Mostly I don't and for the following two reasons:

(1) Learning Math?

Whatever K-12 or four years of college do in math, it's quite possible to
learn quite a lot of math. So, I see no big _disaster_ here.

That is, if someone wants to learn some math, they can go for it. E.g., there
is an outline of how in

[https://news.ycombinator.com/item?id=8998893](https://news.ycombinator.com/item?id=8998893)

[https://news.ycombinator.com/item?id=8998922](https://news.ycombinator.com/item?id=8998922)

[https://news.ycombinator.com/item?id=8998938](https://news.ycombinator.com/item?id=8998938)
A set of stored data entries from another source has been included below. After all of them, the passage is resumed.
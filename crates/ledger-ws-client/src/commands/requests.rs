//! Request parameters, one type per command kind.
//!
//! These carry only the kind-specific fields; `id` and `command` are added by
//! the envelope at issue time.

use crate::commands::pagination::Marker;
use ledger_types::{Account, Amount, Asset, Hash256};
use serde::{Serialize, Serializer};
use std::fmt;

// =============================================================================
// LEDGER SELECTOR
// =============================================================================

/// Which ledger a command reads from.
#[derive(Debug, Clone, Copy, PartialEq, Eq, Default)]
pub enum LedgerSelector {
    /// Most recent ledger validated by consensus
    #[default]
    Validated,
    /// Most recent closed ledger, possibly not yet validated
    Closed,
    /// The open ledger
    Current,
    Sequence(u32),
    Hash(Hash256),
}

impl Serialize for LedgerSelector {
    fn serialize<S: Serializer>(&self, serializer: S) -> Result<S::Ok, S::Error> {
        match self {
            Self::Validated => serializer.serialize_str("validated"),
            Self::Closed => serializer.serialize_str("closed"),
            Self::Current => serializer.serialize_str("current"),
            Self::Sequence(seq) => serializer.serialize_u32(*seq),
            Self::Hash(hash) => serializer.collect_str(hash),
        }
    }
}

impl fmt::Display for LedgerSelector {
    fn fmt(&self, f: &mut fmt::Formatter<'_>) -> fmt::Result {
        match self {
            Self::Validated => f.write_str("validated"),
            Self::Closed => f.write_str("closed"),
            Self::Current => f.write_str("current"),
            Self::Sequence(seq) => write!(f, "{seq}"),
            Self::Hash(hash) => write!(f, "{hash}"),
        }
    }
}

impl From<u32> for LedgerSelector {
    fn from(seq: u32) -> Self {
        Self::Sequence(seq)
    }
}

impl From<Hash256> for LedgerSelector {
    fn from(hash: Hash256) -> Self {
        Self::Hash(hash)
    }
}

fn is_false(b: &bool) -> bool {
    !*b
}

// =============================================================================
// TRANSACTIONS
// =============================================================================

/// `account_tx`: transactions affecting an account, paginated.
#[derive(Debug, Clone, PartialEq, Serialize)]
pub struct AccountTxRequest {
    pub account: Account,
    /// `-1` means the earliest available ledger
    #[serde(rename = "ledger_index_min")]
    pub min_ledger: i64,
    /// `-1` means the most recent validated ledger
    #[serde(rename = "ledger_index_max")]
    pub max_ledger: i64,
    #[serde(skip_serializing_if = "is_false")]
    pub binary: bool,
    #[serde(skip_serializing_if = "is_false")]
    pub forward: bool,
    #[serde(skip_serializing_if = "Option::is_none")]
    pub limit: Option<u32>,
    #[serde(skip_serializing_if = "Option::is_none")]
    pub marker: Option<Marker>,
}

impl AccountTxRequest {
    /// All validated history of `account`, `page_size` entries per page.
    pub fn new(account: Account, page_size: u32) -> Self {
        Self {
            account,
            min_ledger: -1,
            max_ledger: -1,
            binary: false,
            forward: false,
            limit: Some(page_size),
            marker: None,
        }
    }

    pub fn ledger_range(mut self, min_ledger: i64, max_ledger: i64) -> Self {
        self.min_ledger = min_ledger;
        self.max_ledger = max_ledger;
        self
    }
}

/// `tx`: one transaction by hash.
#[derive(Debug, Clone, PartialEq, Serialize)]
pub struct TxRequest {
    pub transaction: Hash256,
}

/// `submit`: a signed transaction blob.
#[derive(Debug, Clone, PartialEq, Serialize)]
pub struct SubmitRequest {
    /// Hex-encoded signed transaction
    pub tx_blob: String,
}

// =============================================================================
// LEDGERS
// =============================================================================

#[derive(Debug, Clone, PartialEq, Serialize)]
pub struct LedgerRequest {
    pub ledger_index: LedgerSelector,
    pub accounts: bool,
    pub transactions: bool,
    pub expand: bool,
}

impl LedgerRequest {
    /// Ledger with its transactions expanded to full bodies with metadata.
    pub fn expanded(ledger_index: LedgerSelector) -> Self {
        Self {
            ledger_index,
            accounts: false,
            transactions: true,
            expand: true,
        }
    }
}

#[derive(Debug, Clone, PartialEq, Serialize)]
pub struct LedgerHeaderRequest {
    pub ledger: LedgerSelector,
}

/// `ledger_data`: state entries decoded to JSON, paginated.
#[derive(Debug, Clone, PartialEq, Serialize)]
pub struct LedgerDataRequest {
    pub ledger: LedgerSelector,
    #[serde(skip_serializing_if = "Option::is_none")]
    pub limit: Option<u32>,
    #[serde(skip_serializing_if = "Option::is_none")]
    pub marker: Option<Marker>,
}

/// `ledger_data` with `binary: true`: state entries as hex blobs, paginated.
#[derive(Debug, Clone, PartialEq)]
pub struct BinaryLedgerDataRequest {
    pub ledger: LedgerSelector,
    pub limit: Option<u32>,
    pub marker: Option<Marker>,
}

impl Serialize for BinaryLedgerDataRequest {
    fn serialize<S: Serializer>(&self, serializer: S) -> Result<S::Ok, S::Error> {
        #[derive(Serialize)]
        struct Wire<'a> {
            ledger: LedgerSelector,
            binary: bool,
            #[serde(skip_serializing_if = "Option::is_none")]
            limit: Option<u32>,
            #[serde(skip_serializing_if = "Option::is_none")]
            marker: Option<&'a Marker>,
        }
        Wire {
            ledger: self.ledger,
            binary: true,
            limit: self.limit,
            marker: self.marker.as_ref(),
        }
        .serialize(serializer)
    }
}

// =============================================================================
// ACCOUNTS
// =============================================================================

#[derive(Debug, Clone, PartialEq, Serialize)]
pub struct AccountInfoRequest {
    pub account: Account,
    #[serde(skip_serializing_if = "Option::is_none")]
    pub ledger_index: Option<LedgerSelector>,
}

/// `account_lines`: trust lines of an account, paginated.
#[derive(Debug, Clone, PartialEq, Serialize)]
pub struct AccountLinesRequest {
    pub account: Account,
    pub limit: u32,
    #[serde(skip_serializing_if = "Option::is_none")]
    pub ledger_index: Option<LedgerSelector>,
    #[serde(skip_serializing_if = "Option::is_none")]
    pub marker: Option<Marker>,
}

/// `account_offers`: open offers of an account, paginated.
#[derive(Debug, Clone, PartialEq, Serialize)]
pub struct AccountOffersRequest {
    pub account: Account,
    pub limit: u32,
    #[serde(skip_serializing_if = "Option::is_none")]
    pub ledger_index: Option<LedgerSelector>,
    #[serde(skip_serializing_if = "Option::is_none")]
    pub marker: Option<Marker>,
}

// =============================================================================
// PATHS AND BOOKS
// =============================================================================

#[derive(Debug, Clone, PartialEq, Serialize)]
pub struct RipplePathFindRequest {
    pub source_account: Account,
    #[serde(skip_serializing_if = "Option::is_none")]
    pub source_currencies: Option<Vec<Asset>>,
    pub destination_account: Account,
    pub destination_amount: Amount,
}

#[derive(Debug, Clone, PartialEq, Serialize)]
pub struct BookOffersRequest {
    #[serde(skip_serializing_if = "Option::is_none")]
    pub ledger_index: Option<LedgerSelector>,
    #[serde(skip_serializing_if = "Option::is_none")]
    pub taker: Option<Account>,
    pub taker_pays: Asset,
    pub taker_gets: Asset,
    pub limit: u32,
}

// =============================================================================
// SERVER
// =============================================================================

#[derive(Debug, Clone, Default, PartialEq, Serialize)]
pub struct FeeRequest {}

#[derive(Debug, Clone, Default, PartialEq, Serialize)]
pub struct ServerStateRequest {}

#[cfg(test)]
mod tests {
    use super::*;
    use serde_json::json;

    fn account() -> Account {
        "rwpxNWdpKu2QVgrh5LQXEygYLshhgnRL1Y".parse().unwrap()
    }

    #[test]
    fn test_ledger_selector_forms() {
        assert_eq!(serde_json::to_value(LedgerSelector::Validated).unwrap(), json!("validated"));
        assert_eq!(serde_json::to_value(LedgerSelector::from(42)).unwrap(), json!(42));
        let hash = Hash256([0xAB; 32]);
        assert_eq!(
            serde_json::to_value(LedgerSelector::from(hash)).unwrap(),
            json!(hash.to_string())
        );
    }

    #[test]
    fn test_account_tx_omits_defaults() {
        let value = serde_json::to_value(AccountTxRequest::new(account(), 20)).unwrap();
        assert_eq!(
            value,
            json!({
                "account": "rwpxNWdpKu2QVgrh5LQXEygYLshhgnRL1Y",
                "ledger_index_min": -1,
                "ledger_index_max": -1,
                "limit": 20
            })
        );
    }

    #[test]
    fn test_binary_ledger_data_always_binary() {
        let request = BinaryLedgerDataRequest {
            ledger: LedgerSelector::Closed,
            limit: None,
            marker: None,
        };
        let value = serde_json::to_value(&request).unwrap();
        assert_eq!(value, json!({ "ledger": "closed", "binary": true }));
    }

    #[test]
    fn test_book_offers_assets() {
        let request = BookOffersRequest {
            ledger_index: None,
            taker: None,
            taker_pays: Asset::native(),
            taker_gets: Asset::issued("USD".parse().unwrap(), account()),
            limit: 10,
        };
        let value = serde_json::to_value(&request).unwrap();
        assert_eq!(value["taker_pays"], json!({ "currency": "XRP" }));
        assert_eq!(value["taker_gets"]["issuer"], "rwpxNWdpKu2QVgrh5LQXEygYLshhgnRL1Y");
    }
}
[https://news.ycombinator.com/item?id=8269324](https://news.ycombinator.com/item?id=8269324)

Further, the Internet is just awash in materials for learning math, the best
of which are just terrific.

Further, there is no shortage of really good math expertise in at least the
top two dozen or so US research universities. And there are engineering
schools with programs in the _mathematical sciences_ with optimization,
probability, statistics, numerical analysis, and more. Some EE departments are
deep into stochastic processes, signal processing, stochastic integration, and
more.

Since I did a lot of such learning, it's doable.

(2) Math for the Economy?

If some math has some economic value, then do a start up where the crucial
core, _secret sauce_ of the start up is the math. Right: As the OP makes
clear, in principle and with some examples, and with more being possible, the
founder of the start up can do the math, and millions of user/customers can
make use of the results without being aware of the math at all.

Since I'm trying to do just such a start up, maybe such is doable.

For the role of math, don't see any biggie problems, for national security,
economies, countries, or civilization.

There are a lot of really good mathematicians. In part what's missing are
their $40 million houses, 300 foot yachts, private Gulfstream jets, two dozen
Ferraris, drop dead gorgeous trophy _spouses_ , etc. So, right, there's James
Simons. And Andrew Viterbi. But, we need many hundreds more. I'm working on
it, and one thing the OP might do that would be more effective would be to
show how he used math to get a 300 foot yacht, etc.